▶ [Aim of the exercise]:
Please repeat the listing exactly, with every line intact.

▶ [Task data]:

use config::{Config, ConfigError, Environment, File};
use serde::Deserialize;
use std::path::Path;

use crate::models::{CandidateMatchWeights, JobMatchWeights, ScoringWeights};

/// Application configuration
#[derive(Debug, Clone, Deserialize)]
pub struct Settings {
    pub server: ServerSettings,
    pub database: DatabaseSettings,
    pub auth: AuthSettings,
    #[serde(default)]
    pub matching: MatchingSettings,
    #[serde(default)]
    pub scoring: ScoringSettings,
    #[serde(default)]
    pub logging: LoggingSettings,
}

#[derive(Debug, Clone, Deserialize)]
pub struct ServerSettings {
    pub host: String,
    pub port: u16,
    pub workers: Option<usize>,
}

#[derive(Debug, Clone, Deserialize)]
pub struct DatabaseSettings {
    pub url: String,
    pub max_connections: Option<u32>,
    pub min_connections: Option<u32>,
    pub acquire_timeout_secs: Option<u64>,
    pub idle_timeout_secs: Option<u64>,
}

#[derive(Debug, Clone, Deserialize)]
pub struct AuthSettings {
    pub jwt_secret: String,
}

#[derive(Debug, Clone, Deserialize)]
pub struct MatchingSettings {
    #[serde(default = "default_result_limit")]
    pub result_limit: usize,
}

impl Default for MatchingSettings {
    fn default() -> Self {
        Self {
            result_limit: default_result_limit(),
        }
    }
}

fn default_result_limit() -> usize { crate::core::DEFAULT_RESULT_LIMIT }

#[derive(Debug, Clone, Default, Deserialize)]
pub struct ScoringSettings {
    #[serde(default)]
    pub jobs: JobWeightsConfig,
    #[serde(default)]
    pub candidates: CandidateWeightsConfig,
}

#[derive(Debug, Clone, Deserialize)]
pub struct JobWeightsConfig {
    #[serde(default = "default_job_skills_weight")]
    pub skills: f64,
    #[serde(default = "default_job_experience_weight")]
    pub experience: f64,
    #[serde(default = "default_job_recency_weight")]
    pub recency: f64,
}

impl Default for JobWeightsConfig {
    fn default() -> Self {
        Self {
            skills: default_job_skills_weight(),
            experience: default_job_experience_weight(),
            recency: default_job_recency_weight(),
        }
    }
}

fn default_job_skills_weight() -> f64 { 0.5 }
fn default_job_experience_weight() -> f64 { 0.3 }
fn default_job_recency_weight() -> f64 { 0.2 }

#[derive(Debug, Clone, Deserialize)]
pub struct CandidateWeightsConfig {
    #[serde(default = "default_candidate_skills_weight")]
    pub skills: f64,
    #[serde(default = "default_candidate_experience_weight")]
    pub experience: f64,
}

impl Default for CandidateWeightsConfig {
    fn default() -> Self {
        Self {
            skills: default_candidate_skills_weight(),
            experience: default_candidate_experience_weight(),
        }
    }
}

fn default_candidate_skills_weight() -> f64 { 0.7 }
fn default_candidate_experience_weight() -> f64 { 0.3 }

impl ScoringSettings {
    /// Convert to engine weights, rejecting sets that could leave 0-100
    pub fn weights(&self) -> Result<ScoringWeights, ConfigError> {
        check_weights("scoring.jobs", &[self.jobs.skills, self.jobs.experience, self.jobs.recency])?;
        check_weights(
            "scoring.candidates",
            &[self.candidates.skills, self.candidates.experience],
        )?;

        Ok(ScoringWeights {
            jobs: JobMatchWeights {
                skills: self.jobs.skills,
                experience: self.jobs.experience,
                recency: self.jobs.recency,
            },
            candidates: CandidateMatchWeights {
                skills: self.candidates.skills,
                experience: self.candidates.experience,
            },
        })
    }
}

fn check_weights(section: &str, weights: &[f64]) -> Result<(), ConfigError> {
    if weights.iter().any(|w| !w.is_finite() || *w < 0.0) {
        return Err(ConfigError::Message(format!(
            "{} weights must be non-negative",
            section
        )));
    }

    let sum: f64 = weights.iter().sum();
    if (sum - 1.0).abs() > 1e-6 {
        return Err(ConfigError::Message(format!(
            "{} weights must sum to 1.0, got {}",
            section, sum
        )));
    }

    Ok(())
}

#[derive(Debug, Clone, Deserialize)]
pub struct LoggingSettings {
    /// Default filter directive; `RUST_LOG` takes precedence when set
    #[serde(default = "default_log_level")]
    pub level: String,
    #[serde(default)]
    pub format: LogFormat,
}

impl Default for LoggingSettings {
    fn default() -> Self {
        Self {
            level: default_log_level(),
            format: LogFormat::default(),
        }
    }
}

fn default_log_level() -> String { "info".to_string() }

/// Output format of the tracing subscriber
#[derive(Debug, Clone, Copy, Default, PartialEq, Eq, Deserialize)]
#[serde(rename_all = "lowercase")]
pub enum LogFormat {
    #[default]
    Full,
    Pretty,
    Compact,
}

impl Settings {
    /// Load configuration from file and environment variables
    ///
    /// Configuration is loaded in the following order (later overrides earlier):
    /// 1. Default values in the struct
    /// 2. Configuration file (config/default.toml)
    /// 3. Local overrides (config/local.toml)
    /// 4. Environment variables (prefixed with JOBMATCH__)
    /// 5. DATABASE_URL, JWT_SECRET, LOG_LEVEL and LOG_FORMAT
    pub fn load() -> Result<Self, ConfigError> {
        let builder = Config::builder()
            .add_source(File::with_name("config/default").required(false))
            .add_source(File::with_name("config/local").required(false))
            // e.g., JOBMATCH__SERVER__PORT -> server.port
            .add_source(
                Environment::with_prefix("JOBMATCH")
                    .prefix_separator("__")
                    .separator("__")
                    .try_parsing(true),
            );

        let settings: Settings = apply_env_overrides(builder)?.build()?.try_deserialize()?;
        settings.validate()?;
        Ok(settings)
    }

    /// Load configuration from a custom path
    pub fn load_from<P: AsRef<Path>>(path: P) -> Result<Self, ConfigError> {
        let settings: Settings = Config::builder()
            .add_source(File::from(path.as_ref()))
            .add_source(
                Environment::with_prefix("JOBMATCH")
                    .prefix_separator("__")
                    .separator("__")
                    .try_parsing(true),
            )
            .build()?
            .try_deserialize()?;

        settings.validate()?;
        Ok(settings)
    }

    fn validate(&self) -> Result<(), ConfigError> {
        if self.matching.result_limit == 0 {
            return Err(ConfigError::Message(
                "matching.result_limit must be at least 1".to_string(),
            ));
        }
        self.scoring.weights().map(|_| ())
    }
}

/// Well-known environment variables that take precedence over everything else
fn apply_env_overrides(
    mut builder: config::ConfigBuilder<config::builder::DefaultState>,
) -> Result<config::ConfigBuilder<config::builder::DefaultState>, ConfigError> {
    use std::env;

    if let Ok(database_url) = env::var("DATABASE_URL") {
        builder = builder.set_override("database.url", database_url)?;
    }
    if let Ok(secret) = env::var("JWT_SECRET") {
        builder = builder.set_override("auth.jwt_secret", secret)?;
    }
    if let Ok(level) = env::var("LOG_LEVEL") {
        builder = builder.set_override("logging.level", level)?;
    }
    if let Ok(format) = env::var("LOG_FORMAT") {
        builder = builder.set_override("logging.format", format.to_lowercase())?;
    }

    Ok(builder)
}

▶ [Result]:
use config::{Config, ConfigError, Environment, File};
use serde::Deserialize;
use std::path::Path;

use crate::models::{CandidateMatchWeights, JobMatchWeights, ScoringWeights};

/// Application configuration
#[derive(Debug, Clone, Deserialize)]
pub struct Settings {
    pub server: ServerSettings,
    pub database: DatabaseSettings,
    pub auth: AuthSettings,
    #[serde(default)]
    pub matching: MatchingSettings,
    #[serde(default)]
    pub scoring: ScoringSettings,
    #[serde(default)]
    pub logging: LoggingSettings,
}

#[derive(Debug, Clone, Deserialize)]
pub struct ServerSettings {
    pub host: String,
    pub port: u16,
    pub workers: Option<usize>,
}

#[derive(Debug, Clone, Deserialize)]
pub struct DatabaseSettings {
    pub url: String,
    pub max_connections: Option<u32>,
    pub min_connections: Option<u32>,
    pub acquire_timeout_secs: Option<u64>,
    pub idle_timeout_secs: Option<u64>,
}

#[derive(Debug, Clone, Deserialize)]
pub struct AuthSettings {
    pub jwt_secret: String,
}

#[derive(Debug, Clone, Deserialize)]
pub struct MatchingSettings {
    #[serde(default = "default_result_limit")]
    pub result_limit: usize,
}

impl Default for MatchingSettings {
    fn default() -> Self {
        Self {
            result_limit: default_result_limit(),
        }
    }
}

fn default_result_limit() -> usize { crate::core::DEFAULT_RESULT_LIMIT }

#[derive(Debug, Clone, Default, Deserialize)]
pub struct ScoringSettings {
    #[serde(default)]
    pub jobs: JobWeightsConfig,
    #[serde(default)]
    pub candidates: CandidateWeightsConfig,
}

#[derive(Debug, Clone, Deserialize)]
pub struct JobWeightsConfig {
    #[serde(default = "default_job_skills_weight")]
    pub skills: f64,
    #[serde(default = "default_job_experience_weight")]
    pub experience: f64,
    #[serde(default = "default_job_recency_weight")]
    pub recency: f64,
}

impl Default for JobWeightsConfig {
    fn default() -> Self {
        Self {
            skills: default_job_skills_weight(),
            experience: default_job_experience_weight(),
            recency: default_job_recency_weight(),
        }
    }
}

fn default_job_skills_weight() -> f64 { 0.5 }
fn default_job_experience_weight() -> f64 { 0.3 }
fn default_job_recency_weight() -> f64 { 0.2 }

#[derive(Debug, Clone, Deserialize)]
pub struct CandidateWeightsConfig {
    #[serde(default = "default_candidate_skills_weight")]
    pub skills: f64,
    #[serde(default = "default_candidate_experience_weight")]
    pub experience: f64,
}

impl Default for CandidateWeightsConfig {
    fn default() -> Self {
        Self {
            skills: default_candidate_skills_weight(),
            experience: default_candidate_experience_weight(),
        }
    }
}

fn default_candidate_skills_weight() -> f64 { 0.7 }
fn default_candidate_experience_weight() -> f64 { 0.3 }

impl ScoringSettings {
    /// Convert to engine weights, rejecting sets that could leave 0-100
    pub fn weights(&self) -> Result<ScoringWeights, ConfigError> {
        check_weights("scoring.jobs", &[self.jobs.skills, self.jobs.experience, self.jobs.recency])?;
        check_weights(
            "scoring.candidates",
            &[self.candidates.skills, self.candidates.experience],
        )?;

        Ok(ScoringWeights {
            jobs: JobMatchWeights {
                skills: self.jobs.skills,
                experience: self.jobs.experience,
                recency: self.jobs.recency,
            },
            candidates: CandidateMatchWeights {
                skills: self.candidates.skills,
                experience: self.candidates.experience,
            },
        })
    }
}

fn check_weights(section: &str, weights: &[f64]) -> Result<(), ConfigError> {
    if weights.iter().any(|w| !w.is_finite() || *w < 0.0) {
        return Err(ConfigError::Message(format!(
            "{} weights must be non-negative",
            section
        )));
    }

    let sum: f64 = weights.iter().sum();
    if (sum - 1.0).abs() > 1e-6 {
        return Err(ConfigError::Message(format!(
            "{} weights must sum to 1.0, got {}",
            section, sum
        )));
    }

    Ok(())
}

#[derive(Debug, Clone, Deserialize)]
pub struct LoggingSettings {
    /// Default filter directive; `RUST_LOG` takes precedence when set
    #[serde(default = "default_log_level")]
    pub level: String,
    #[serde(default)]
    pub format: LogFormat,
}

impl Default for LoggingSettings {
    fn default() -> Self {
        Self {
            level: default_log_level(),
            format: LogFormat::default(),
        }
    }
}

fn default_log_level() -> String { "info".to_string() }

/// Output format of the tracing subscriber
#[derive(Debug, Clone, Copy, Default, PartialEq, Eq, Deserialize)]
#[serde(rename_all = "lowercase")]
pub enum LogFormat {
    #[default]
    Full,
    Pretty,
    Compact,
}

impl Settings {
    /// Load configuration from file and environment variables
    ///
    /// Configuration is loaded in the following order (later overrides earlier):
    /// 1. Default values in the struct
    /// 2. Configuration file (config/default.toml)
    /// 3. Local overrides (config/local.toml)
    /// 4. Environment variables (prefixed with JOBMATCH__)
    /// 5. DATABASE_URL, JWT_SECRET, LOG_LEVEL and LOG_FORMAT
    pub fn load() -> Result<Self, ConfigError> {
        let builder = Config::builder()
            .add_source(File::with_name("config/default").required(false))
            .add_source(File::with_name("config/local").required(false))
            // e.g., JOBMATCH__SERVER__PORT -> server.port
            .add_source(
                Environment::with_prefix("JOBMATCH")
                    .prefix_separator("__")
                    .separator("__")
                    .try_parsing(true),
            );

        let settings: Settings = apply_env_overrides(builder)?.build()?.try_deserialize()?;
        settings.validate()?;
        Ok(settings)
    }

    /// Load configuration from a custom path
    pub fn load_from<P: AsRef<Path>>(path: P) -> Result<Self, ConfigError> {
        let settings: Settings = Config::builder()
            .add_source(File::from(path.as_ref()))
            .add_source(
                Environment::with_prefix("JOBMATCH")
                    .prefix_separator("__")
                    .separator("__")
                    .try_parsing(true),
            )
            .build()?
            .try_deserialize()?;

        settings.validate()?;
        Ok(settings)
    }

    fn validate(&self) -> Result<(), ConfigError> {
        if self.matching.result_limit == 0 {
            return Err(ConfigError::Message(
                "matching.result_limit must be at least 1".to_string(),
            ));
        }
        self.scoring.weights().map(|_| ())
    }
}

/// Well-known environment variables that take precedence over everything else
fn apply_env_overrides(
    mut builder: config::ConfigBuilder<config::builder::DefaultState>,
) -> Result<config::ConfigBuilder<config::builder::DefaultState>, ConfigError> {
    use std::env;

    if let Ok(database_url) = env::var("DATABASE_URL") {
        builder = builder.set_override("database.url", database_url)?;
    }
    if let Ok(secret) = env::var("JWT_SECRET") {
        builder = builder.set_override("auth.jwt_secret", secret)?;
    }
    if let Ok(level) = env::var("LOG_LEVEL") {
        builder = builder.set_override("logging.level", level)?;
    }
    if let Ok(format) = env::var("LOG_FORMAT") {
        builder = builder.set_override("logging.format", format.to_lowercase())?;
    }

    Ok(builder)
}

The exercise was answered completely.